A questo punto, verso la fine degli anni '50, la raggiunta padronanza totale del gioco di ombre e luci del bulino porta alla perfezione l'astrazione magica del repertorio iniziale nelle nature morte del 1947 o nella riflessione metaforica sulla solitudine spoglia di ogni traccia ane-dottica, come in -Attesa- e in -Ragazza e grammofono- del 1958. Sono le immediate premesse per l'esordio fra 1959 e 1960 del definitivo immaginario onirico e surreale, significato anche, nella costante interazione fra forma grafica e simbologia concettuale, dal risultato irrealistico della preziosa granitura di luce dell'acquatinta e della nuova lirica tematica non timorosa di echi letterari: -Il cortile dei sogni- del 1959, -La piana del silenzio- e -Coppia nella piana delsilenzio- del I960 presentano spazi infiniti, forme edilizie elementari ridotte a puri piani astratti di ombre e di luci, alberi lampioni profili umani ridoni a puri segni, segmenti sotto cieli neri o baluginanti albe di altri mondi, con la circonferenza perfetta di un misterioso sole/luna. Da qui si dipana il discorso primario lungo gli anni '60, con i ricorrenti temi-immagini dell'oblio, della solitudine, del silenzio, di un mondo onirico e magico della luna, dove accanto a qualche comparsa elegante di stregate apparizioni femminili, domina una sottile aura estremo orientale. Alla fine del decennio, tutto questo si concreta nell'apparizione di altri mondi, spazi misterici di fantasia fantascientifica riscattata dal lirismo dell'infinito: -Incantesimo- e -La spiaggia dei segreti- del 1968, con un desiderio di distacco (non di fuga) da ogni violenza e volgarità del mondo circostante.

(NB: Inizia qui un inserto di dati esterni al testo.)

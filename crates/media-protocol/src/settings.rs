//! Extension settings record

use serde::{Deserialize, Serialize};

use crate::ProtocolResult;

/// Theme the extension UI last rendered with
#[derive(Debug, Clone, Copy, Default, PartialEq, Eq, Serialize, Deserialize)]
#[serde(rename_all = "lowercase")]
pub enum ThemeType {
    #[default]
    Dark,
    Light,
}

/// Which player shortcuts the extension binds on the page
#[derive(Debug, Clone, PartialEq, Eq, Serialize, Deserialize)]
#[serde(rename_all = "camelCase", default)]
pub struct KeyBindingsSettings {
    pub bind_play: bool,
    pub bind_toggle_subtitles: bool,
    pub bind_toggle_subtitle_track_in_video: bool,
    pub bind_toggle_subtitle_track_in_asbplayer: bool,
    pub bind_seek_to_subtitle: bool,
    pub bind_adjust_offset_to_subtitle: bool,
    pub bind_adjust_offset: bool,
}

impl Default for KeyBindingsSettings {
    fn default() -> Self {
        Self {
            bind_play: true,
            bind_toggle_subtitles: true,
            bind_toggle_subtitle_track_in_video: true,
            bind_toggle_subtitle_track_in_asbplayer: true,
            bind_seek_to_subtitle: true,
            bind_adjust_offset_to_subtitle: true,
            bind_adjust_offset: true,
        }
    }
}

/// Extension settings
///
/// Missing fields take their defaults and unknown fields are ignored, so
/// settings written by older or newer extension versions still load.
#[derive(Debug, Clone, PartialEq, Serialize, Deserialize)]
#[serde(rename_all = "camelCase", default)]
pub struct ExtensionSettings {
    pub display_subtitles: bool,
    /// Record an audio clip for each exported card
    pub record_media: bool,
    /// Take a screenshot for each exported card
    pub screenshot: bool,
    /// Hide subtitles before taking the screenshot
    pub clean_screenshot: bool,
    /// Crop screenshots down to the video element
    pub crop_screenshot: bool,
    pub subs_drag_and_drop: bool,
    pub auto_sync: bool,
    pub last_language_synced: String,
    pub subtitle_position_offset_bottom: f64,
    pub asbplayer_url: String,
    pub last_theme_type: ThemeType,
    #[serde(flatten)]
    pub key_bindings: KeyBindingsSettings,
}

impl Default for ExtensionSettings {
    fn default() -> Self {
        Self {
            display_subtitles: true,
            record_media: true,
            screenshot: true,
            clean_screenshot: true,
            crop_screenshot: true,
            subs_drag_and_drop: true,
            auto_sync: false,
            last_language_synced: String::new(),
            subtitle_position_offset_bottom: 100.0,
            asbplayer_url: "https://killergerbah.github.io/asbplayer/".to_string(),
            last_theme_type: ThemeType::Dark,
            key_bindings: KeyBindingsSettings::default(),
        }
    }
}

impl ExtensionSettings {
    pub fn from_json(json: &str) -> ProtocolResult<Self> {
        Ok(serde_json::from_str(json)?)
    }

    pub fn to_json(&self) -> ProtocolResult<String> {
        Ok(serde_json::to_string_pretty(self)?)
    }
}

Ancora una volta, il diapason di raffinatezza «orientalisant» della comparsa del colore ad acquatinta e bulino non è mero espediente ed esperienza tecnica ma espressione puramente lirica e fantastica di quel desiderio: -Incanto- del 1969, -Sole-magico- e -La grande luna- del 1970, -Alba di speranza- del 1972. Si affacciano senza complessi echi surrealisti, come in -Desolazione- del 1972, memorie metafìsiche, da -Garofani- del 1973 fino a -La casa dei ricordi- del 1988, riprese surreali delle esperienze di natura morta, a partire da -Fragili meraviglie- del 1974. Negli anni '80 l'immaginario si fa più ricco e complesso, evoca simboli della memoria. -Magica armonia- e -Teneri ricordi- del 1983, affronta la metafora surreale con -Sospetto- del 1985. Diventa esplicito l'omaggio ai poeti, -Luna e melagrane- a Valéry nel 1984, -Solitudine- a Rilke nel 1986, -Alta solitudine- a Leopardi nel 1987. Sono dunque un perfetto coronamento spirituale e intellettuale le due lastre finali del 1994, -La vita si consuma- e -Il poeta se ne va-, omaggio a Giorgio Caproni.